Por Juan Fragueiro.
Caracoles. Pedro Camino Verde. Caracoles y fusas. Musas, ladronas y una esperanza que se tiñe de los colores más oscuros y prosaicos. Ambiente de vegetales y carnes podridas en un entorno de elegancia circunstancial sin un tiempo definido.
Voces de oro, corales infantiles y gargantas. Comida, vino, bravuconadas, perfidias, infidelidades, un crimen por todos los crímenes, y ella, Helena subyugante y traviesa, vengativa y carnívora. Ella por encima de la letrina inmunda que se ve y se huele, que se sacude la podredumbre con chorros de agua helada y canes hambrientos y una inmensa biblioteca erotizada en páginas viejas y en maderas sin barniz.
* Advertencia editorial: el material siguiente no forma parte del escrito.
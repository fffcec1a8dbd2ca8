use super::*;

#[post("/places/approve", data = "<params>")]
pub fn post_approve_place(
    db: sqlite::Connections,
    auth: Auth,
    params: JsonResult<json::ApprovePlace>,
) -> Result<json::Success> {
    let json::ApprovePlace { id, nombre_lugar } = params?.into_inner();
    let place_id: PlaceId = required_id(id)?;
    let account = auth.account()?;
    flows::approve_place(
        &db,
        place_id,
        account.display_name(),
        nombre_lugar.as_deref(),
    )?;
    Ok(Json(json::Success { success: true }))
}

#[post("/places/devolver-espera", data = "<params>")]
pub fn post_return_place(
    db: sqlite::Connections,
    auth: Auth,
    params: JsonResult<json::PlaceIdParam>,
) -> Result<json::SuccessMessage> {
    let place_id: PlaceId = required_id(params?.into_inner().id)?;
    let account = auth.account()?;
    let place = flows::return_place_to_construction(&db, place_id, account.display_name())?;
    let message = usecases::history_message(
        SubjectKind::Place,
        HistoryOperation::ReturnToConstruction,
        &place.name,
    );
    Ok(Json(json::SuccessMessage {
        success: true,
        message,
    }))
}

#[get("/places/historico?<id_ubicacion>&<limit>&<offset>")]
pub fn get_place_history(
    db: sqlite::Connections,
    id_ubicacion: Option<IdValue>,
    limit: Option<&str>,
    offset: Option<&str>,
) -> Result<json::PlaceHistory> {
    let query = HistoryQuery {
        subject_id: id_ubicacion.map(PlaceId::from),
        pagination: pagination(offset, limit)?,
    };
    let usecases::HistoryPage {
        records,
        total_count,
    } = usecases::query_history(&db.shared()?, &query)?;
    Ok(Json(json::PlaceHistory {
        success: true,
        data: records.into_iter().map(Into::into).collect(),
        count: total_count,
        params: json::PlaceHistoryParams {
            id_ubicacion,
            limit: query.pagination.limit,
            offset: query.pagination.offset,
        },
    }))
}

#[post("/places", format = "application/json", data = "<new_place>")]
pub fn post_place(
    db: sqlite::Connections,
    auth: Auth,
    new_place: JsonResult<json::NewPlace>,
) -> Result<json::Place> {
    let new_place = from_json::new_place(new_place?.into_inner());
    let account = auth.account()?;
    let place = flows::create_place(&db, new_place, account.display_name())?;
    Ok(Json(place.into()))
}

#[get("/places?<id_campus>")]
pub fn get_places(db: sqlite::Connections, id_campus: Option<IdValue>) -> Result<Vec<json::Place>> {
    let places = usecases::list_places(&db.shared()?, id_campus.map(CampusId::from))?;
    Ok(Json(places.into_iter().map(Into::into).collect()))
}

#[get("/places/<id>", rank = 2)]
pub fn get_place(db: sqlite::Connections, id: IdValue) -> Result<json::Place> {
    let place = usecases::get_place(&db.shared()?, id.into())?;
    Ok(Json(place.into()))
}

#[put("/places/<id>", format = "application/json", data = "<place>")]
pub fn put_place(
    db: sqlite::Connections,
    auth: Auth,
    id: IdValue,
    place: JsonResult<json::NewPlace>,
) -> Result<json::Place> {
    let place = from_json::new_place(place?.into_inner());
    let account = auth.account()?;
    let place = flows::update_place(&db, id.into(), place, account.display_name())?;
    Ok(Json(place.into()))
}

#[delete("/places/<id>")]
pub fn delete_place(db: sqlite::Connections, auth: Auth, id: IdValue) -> Result<json::Success> {
    let account = auth.account()?;
    flows::delete_place(&db, id.into(), account.display_name())?;
    Ok(Json(json::Success { success: true }))
}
Caracoles. Michael Nyman. Partituras violentas paridas con la suavidad de un tono menor que crece hasta el mayorazgo.
Fish Beach, Memorial… No hay quién se resista a semejante enjambre cacofónico. La vista, el oído y el tacto con el que te apretás a la butaca para soñar más allá de la paleta de colores y sonidos. Verde, Rojo, la música, las imágenes, todo en un vértigo caricaturesco de aquella violencia, de la elegancia pretérita.
Y Helena desnuda y el profe que la toca en un baño de blancura exquisita, y la boca de ella que bebe la sabiduría del lector, ella que no es para nadie pero es de todos.
Y los testículos de cabrito, y el tenedor clavado en la mejilla, y los libros de historia británica empujados por la garganta del que supo beberse los licores del sexo de Helena y la banda de ladrones obsecuentes, y el niño de voz coralina que se atora…
Y el cocinero que defiende a los amantes, y el ladrón… El ladrón que hubiera preferido una jarra de cicuta antes que comerse el último banquete de su vida.